国家标准计划《大豆茎溃疡病菌检疫鉴定方法》由 TC271（全国植物检疫标准化技术委员会）归口 ，主管部门为国家标准委。

主要起草单位 中国检验检疫科学研究院 、中华人民共和国杭州海关 、中华人民共和国黄埔海关 、中华人民共和国南京海关 、中华人民共和国宁波海关 。

大豆南方茎溃疡病最先于1973年在美国南部发现，随后在美国南部各州普遍发生，引起产量损失高达100％。

南方大豆茎溃疡病在植株各个生长阶段都能侵染。

受侵染的茎组织在溃疡部位易碎，表皮剥落，形成环形带。

受侵染的种子皱缩、变轻，外表白垩状。

发生在美国南方的大豆茎溃疡病，其茎部病斑比北方的要长，且多发生茎的一侧。

大豆南方茎溃疡病是北美和南美等大豆主产国家上主要的病害，蔓延迅速危害严重，损失巨大，可随贸易的调运广泛传播。

每年我国进口大量大豆，海关多年来曾多次截获该病菌。

目前我国只有大豆茎溃疡病菌检疫鉴定的行业标准，行标内的检疫方法是形态学和分子测序，没有分子PCR等快速检测方法。

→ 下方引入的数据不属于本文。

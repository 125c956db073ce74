//! Repository traits for identity keys and sessions, plus in-memory
//! implementations.
//!
//! The tables here are plain serializable data; the in-memory repositories
//! wrap them in a lock, and the encrypted file store persists them via the
//! persistence module.

use std::collections::HashMap;
use std::sync::atomic::{AtomicBool, Ordering};

use async_trait::async_trait;
use serde::{Deserialize, Serialize};
use thiserror::Error;
use tokio::sync::RwLock;

use crate::identity::IdentityKeyPair;
use crate::session::Session;

#[derive(Debug, Error)]
pub enum StoreError {
    #[error("store is not open")]
    Closed,

    #[error("no identity key with id {0}")]
    NotFound(String),

    #[error("store file corrupt: {0}")]
    Corrupt(String),

    #[error("serialization error: {0}")]
    Serialization(#[from] postcard::Error),

    #[error("I/O error: {0}")]
    Io(#[from] std::io::Error),
}

/// Long-term identity key pairs, keyed by id.
#[async_trait]
pub trait KeyRepository: Send + Sync {
    async fn open(&self) -> Result<(), StoreError>;
    async fn close(&self) -> Result<(), StoreError>;

    /// Insert or overwrite a key pair by id.
    async fn create(&self, pair: &IdentityKeyPair) -> Result<(), StoreError>;
    async fn get(&self, id: &str) -> Result<Option<IdentityKeyPair>, StoreError>;
    async fn get_active(&self) -> Result<Option<IdentityKeyPair>, StoreError>;
    /// All pairs, oldest first.
    async fn list(&self) -> Result<Vec<IdentityKeyPair>, StoreError>;
    async fn deactivate_all(&self) -> Result<(), StoreError>;
    /// Overwrite an existing pair; `NotFound` if the id is unknown.
    async fn update(&self, pair: &IdentityKeyPair) -> Result<(), StoreError>;
    async fn delete(&self, id: &str) -> Result<(), StoreError>;

    /// Deactivate every stored pair and store `pair` as the only active one,
    /// without a window where readers see zero or two active pairs.
    async fn replace_active(&self, pair: &IdentityKeyPair) -> Result<(), StoreError>;
}

/// Per-peer sessions, keyed by session id with a secondary index on peer id.
#[async_trait]
pub trait SessionRepository: Send + Sync {
    async fn open(&self) -> Result<(), StoreError>;
    async fn close(&self) -> Result<(), StoreError>;

    /// The stored session for a peer, expired or not.
    async fn get_by_peer(&self, peer_id: &str) -> Result<Option<Session>, StoreError>;
    /// Store a session, replacing any previous session for the same peer.
    async fn put(&self, session: &Session) -> Result<(), StoreError>;
    /// Store `session` unless the peer already has one that is live at `now`;
    /// returns whichever session is live afterwards.
    async fn insert_if_absent(&self, session: &Session, now: u64) -> Result<Session, StoreError>;
    /// Returns `false` (and does nothing) if the session no longer exists.
    async fn update_index(&self, session_id: &str, new_index: u64) -> Result<bool, StoreError>;
    async fn delete(&self, session_id: &str) -> Result<(), StoreError>;
    /// Remove sessions whose expiry is at or before `now`; returns how many.
    async fn delete_expired(&self, now: u64) -> Result<usize, StoreError>;
    /// Remove every session; returns how many.
    async fn clear(&self) -> Result<usize, StoreError>;
    async fn list(&self) -> Result<Vec<Session>, StoreError>;
}

// ── Tables ──────────────────────────────────────────────────────────────

#[derive(Debug, Default, Clone, Serialize, Deserialize)]
pub struct KeyTable {
    /// id -> key pair
    pub keys: HashMap<String, IdentityKeyPair>,
}

impl KeyTable {
    pub fn upsert(&mut self, pair: &IdentityKeyPair) {
        self.keys.insert(pair.id.clone(), pair.clone());
    }

    pub fn get(&self, id: &str) -> Option<IdentityKeyPair> {
        self.keys.get(id).cloned()
    }

    /// Newest active pair; there should only ever be one.
    pub fn active(&self) -> Option<IdentityKeyPair> {
        self.keys
            .values()
            .filter(|pair| pair.is_active)
            .max_by_key(|pair| pair.created_at)
            .cloned()
    }

    pub fn list(&self) -> Vec<IdentityKeyPair> {
        let mut pairs: Vec<_> = self.keys.values().cloned().collect();
        pairs.sort_by_key(|pair| pair.created_at);
        pairs
    }

    pub fn deactivate_all(&mut self) {
        for pair in self.keys.values_mut() {
            pair.is_active = false;
        }
    }

    pub fn update(&mut self, pair: &IdentityKeyPair) -> Result<(), StoreError> {
        match self.keys.get_mut(&pair.id) {
            Some(existing) => {
                *existing = pair.clone();
                Ok(())
            }
            None => Err(StoreError::NotFound(pair.id.clone())),
        }
    }

    pub fn delete(&mut self, id: &str) {
        self.keys.remove(id);
    }

    pub fn replace_active(&mut self, pair: &IdentityKeyPair) {
        self.deactivate_all();
        let mut active = pair.clone();
        active.is_active = true;
        self.upsert(&active);
    }
}

#[derive(Debug, Default, Clone, Serialize, Deserialize)]
pub struct SessionTable {
    /// session id -> session
    pub sessions: HashMap<String, Session>,
    /// peer id -> session id
    pub by_peer: HashMap<String, String>,
}

impl SessionTable {
    pub fn get_by_peer(&self, peer_id: &str) -> Option<Session> {
        self.by_peer
            .get(peer_id)
            .and_then(|id| self.sessions.get(id))
            .cloned()
    }

    pub fn put(&mut self, session: &Session) {
        if let Some(old_id) = self
            .by_peer
            .insert(session.peer_id.clone(), session.id.clone())
        {
            if old_id != session.id {
                self.sessions.remove(&old_id);
            }
        }
        self.sessions.insert(session.id.clone(), session.clone());
    }

    pub fn insert_if_absent(&mut self, session: &Session, now: u64) -> Session {
        match self.get_by_peer(&session.peer_id) {
            Some(existing) if !existing.is_expired(now) => existing,
            _ => {
                self.put(session);
                session.clone()
            }
        }
    }

    pub fn update_index(&mut self, session_id: &str, new_index: u64) -> bool {
        match self.sessions.get_mut(session_id) {
            Some(session) => {
                session.message_index = new_index;
                true
            }
            None => false,
        }
    }

    pub fn delete(&mut self, session_id: &str) {
        if let Some(session) = self.sessions.remove(session_id) {
            if self.by_peer.get(&session.peer_id) == Some(&session.id) {
                self.by_peer.remove(&session.peer_id);
            }
        }
    }

    pub fn delete_expired(&mut self, now: u64) -> usize {
        let expired: Vec<String> = self
            .sessions
            .values()
            .filter(|session| session.is_expired(now))
            .map(|session| session.id.clone())
            .collect();
        for id in &expired {
            self.delete(id);
        }
        expired.len()
    }

    pub fn clear(&mut self) -> usize {
        let count = self.sessions.len();
        self.sessions.clear();
        self.by_peer.clear();
        count
    }

    pub fn list(&self) -> Vec<Session> {
        self.sessions.values().cloned().collect()
    }
}

// ── In-memory repositories ──────────────────────────────────────────────

/// Identity keys held in process memory. Starts closed.
#[derive(Default)]
pub struct MemoryKeyRepository {
    open: AtomicBool,
    table: RwLock<KeyTable>,
}

impl MemoryKeyRepository {
    pub fn new() -> Self {
        Self::default()
    }

    fn ensure_open(&self) -> Result<(), StoreError> {
        if self.open.load(Ordering::SeqCst) {
            Ok(())
        } else {
            Err(StoreError::Closed)
        }
    }
}

#[async_trait]
impl KeyRepository for MemoryKeyRepository {
    async fn open(&self) -> Result<(), StoreError> {
        self.open.store(true, Ordering::SeqCst);
        Ok(())
    }

    async fn close(&self) -> Result<(), StoreError> {
        self.open.store(false, Ordering::SeqCst);
        Ok(())
    }

    async fn create(&self, pair: &IdentityKeyPair) -> Result<(), StoreError> {
        self.ensure_open()?;
        self.table.write().await.upsert(pair);
        Ok(())
    }

    async fn get(&self, id: &str) -> Result<Option<IdentityKeyPair>, StoreError> {
        self.ensure_open()?;
        Ok(self.table.read().await.get(id))
    }

    async fn get_active(&self) -> Result<Option<IdentityKeyPair>, StoreError> {
        self.ensure_open()?;
        Ok(self.table.read().await.active())
    }

    async fn list(&self) -> Result<Vec<IdentityKeyPair>, StoreError> {
        self.ensure_open()?;
        Ok(self.table.read().await.list())
    }

    async fn deactivate_all(&self) -> Result<(), StoreError> {
        self.ensure_open()?;
        self.table.write().await.deactivate_all();
        Ok(())
    }

    async fn update(&self, pair: &IdentityKeyPair) -> Result<(), StoreError> {
        self.ensure_open()?;
        self.table.write().await.update(pair)
    }

    async fn delete(&self, id: &str) -> Result<(), StoreError> {
        self.ensure_open()?;
        self.table.write().await.delete(id);
        Ok(())
    }

    async fn replace_active(&self, pair: &IdentityKeyPair) -> Result<(), StoreError> {
        self.ensure_open()?;
        self.table.write().await.replace_active(pair);
        Ok(())
    }
}

/// Sessions held in process memory. Starts closed.
#[derive(Default)]
pub struct MemorySessionRepository {
    open: AtomicBool,
    table: RwLock<SessionTable>,
}

impl MemorySessionRepository {
    pub fn new() -> Self {
        Self::default()
    }

    fn ensure_open(&self) -> Result<(), StoreError> {
        if self.open.load(Ordering::SeqCst) {
            Ok(())
        } else {
            Err(StoreError::Closed)
        }
    }
}

#[async_trait]
impl SessionRepository for MemorySessionRepository {
    async fn open(&self) -> Result<(), StoreError> {
        self.open.store(true, Ordering::SeqCst);
        Ok(())
    }

    async fn close(&self) -> Result<(), StoreError> {
        self.open.store(false, Ordering::SeqCst);
        Ok(())
    }

    async fn get_by_peer(&self, peer_id: &str) -> Result<Option<Session>, StoreError> {
        self.ensure_open()?;
        Ok(self.table.read().await.get_by_peer(peer_id))
    }

    async fn put(&self, session: &Session) -> Result<(), StoreError> {
        self.ensure_open()?;
        self.table.write().await.put(session);
        Ok(())
    }

    async fn insert_if_absent(&self, session: &Session, now: u64) -> Result<Session, StoreError> {
        self.ensure_open()?;
        Ok(self.table.write().await.insert_if_absent(session, now))
    }

    async fn update_index(&self, session_id: &str, new_index: u64) -> Result<bool, StoreError> {
        self.ensure_open()?;
        Ok(self.table.write().await.update_index(session_id, new_index))
    }

    async fn delete(&self, session_id: &str) -> Result<(), StoreError> {
        self.ensure_open()?;
        self.table.write().await.delete(session_id);
        Ok(())
    }

    async fn delete_expired(&self, now: u64) -> Result<usize, StoreError> {
        self.ensure_open()?;
        Ok(self.table.write().await.delete_expired(now))
    }

    async fn clear(&self) -> Result<usize, StoreError> {
        self.ensure_open()?;
        Ok(self.table.write().await.clear())
    }

    async fn list(&self) -> Result<Vec<Session>, StoreError> {
        self.ensure_open()?;
        Ok(self.table.read().await.list())
    }
}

中国检科院于2021年开始对该病菌研发试纸条等快速检测方法，同时将该有害生物列为国家十四五“生物安全关键技术研究重点专项”，研究开发快速精准的RPA荧光和试纸条分子检测新技术。

目前病菌的检测技术已有雏形正在完善。

本文件规定了大豆南方茎溃疡病菌的分离培养、形态学鉴定、分子生物学鉴定方法。适用于出入境海关、大豆产区等大豆种子和植株中的大豆南方茎溃疡病菌的检疫鉴定以及田间检测。 1.筛选 挑选干瘪、弱小、畸形的可疑种子、以及夹带的植物残体豆荚等。1%次氯酸钠中表面5 min，25℃保湿培养或APDA上培养。 2.形态学鉴定 观察菌落性状，子囊、分生孢子器、分子孢子的形状及大小等特征。 3.分子鉴定 CTAB方法或植物基因组提取试剂盒提取DNA。 常规PCR：特异性引物DPMF3/DPMR2。 实时荧光PCR:特异性引物DM1F/DM1R，探针DM1Pb。 RPA荧光法：特异性引物DmRPAF-F/ DmRPAF-R，探针DmRPAF-P。 RPA试纸条法：特异性引物DmRPA-F/ DmRPA-R，探针DmRPA-P。 3．鉴定特征 症状：大豆下部叶节附近出现红褐色小斑慢慢纵向扩展形成微凹陷、红棕色的溃疡斑，老熟溃疡斑边缘红棕色中心灰褐。受侵染的茎组织在溃疡部位易碎，表皮剥落，病斑较长，经常发生在植株的一侧，叶片表现叶脉间有褪绿和坏死症状。 形态特征：病菌的菌落白色，平展，有厚垣孢子呈褐色。子座形状不规则，长度-2~10(μm)，偶尔融合形成大子座。子囊壳黑色，球形，大小165～340μm×282～412μm，具长而突出的喙，长度为24～518μm，喙的基部宽160～400μm，顶部22～36μm。子囊无柄，子囊大小35.8~37.1×6.7~7.0(μm)，子囊孢子大小9.5~9.8×3.1~3.4(μm)。长棍棒形，子囊孢子透明，长圆至椭圆形，双细胞，分隔处稍缢缩，大小8~12μm×3~4μm。无性阶段拟茎点霉只产生α型分生孢子，孢子透明、单孢、梭形，两端含两个油滴，大小为2.1μｍ × 5.2μｍ。 常规PCR： 320FOR/320REV的扩增产物为270 bp。 实时荧光PCR： Ct值小于或等于35，阳性；Ct值大于或等于40，阴性；Ct值35~40之间，增加DNA用量2～10倍再次测试，如Ct值小于或等于35，判定大阳性，否则阴性。 RPA荧光法：待测样品在20min内出现扩增曲线，判定为阳性，否则阴性。 RPA试纸条：待测样品的试纸条在控制线和检测线均有条带，判定阳性，否则阴性。 4.结果判定 寄主症状和病菌形态与描述的一致，且常规PCR检测或荧光PCR检测或RPA检测为阳性，可判定为大豆南方茎溃疡菌。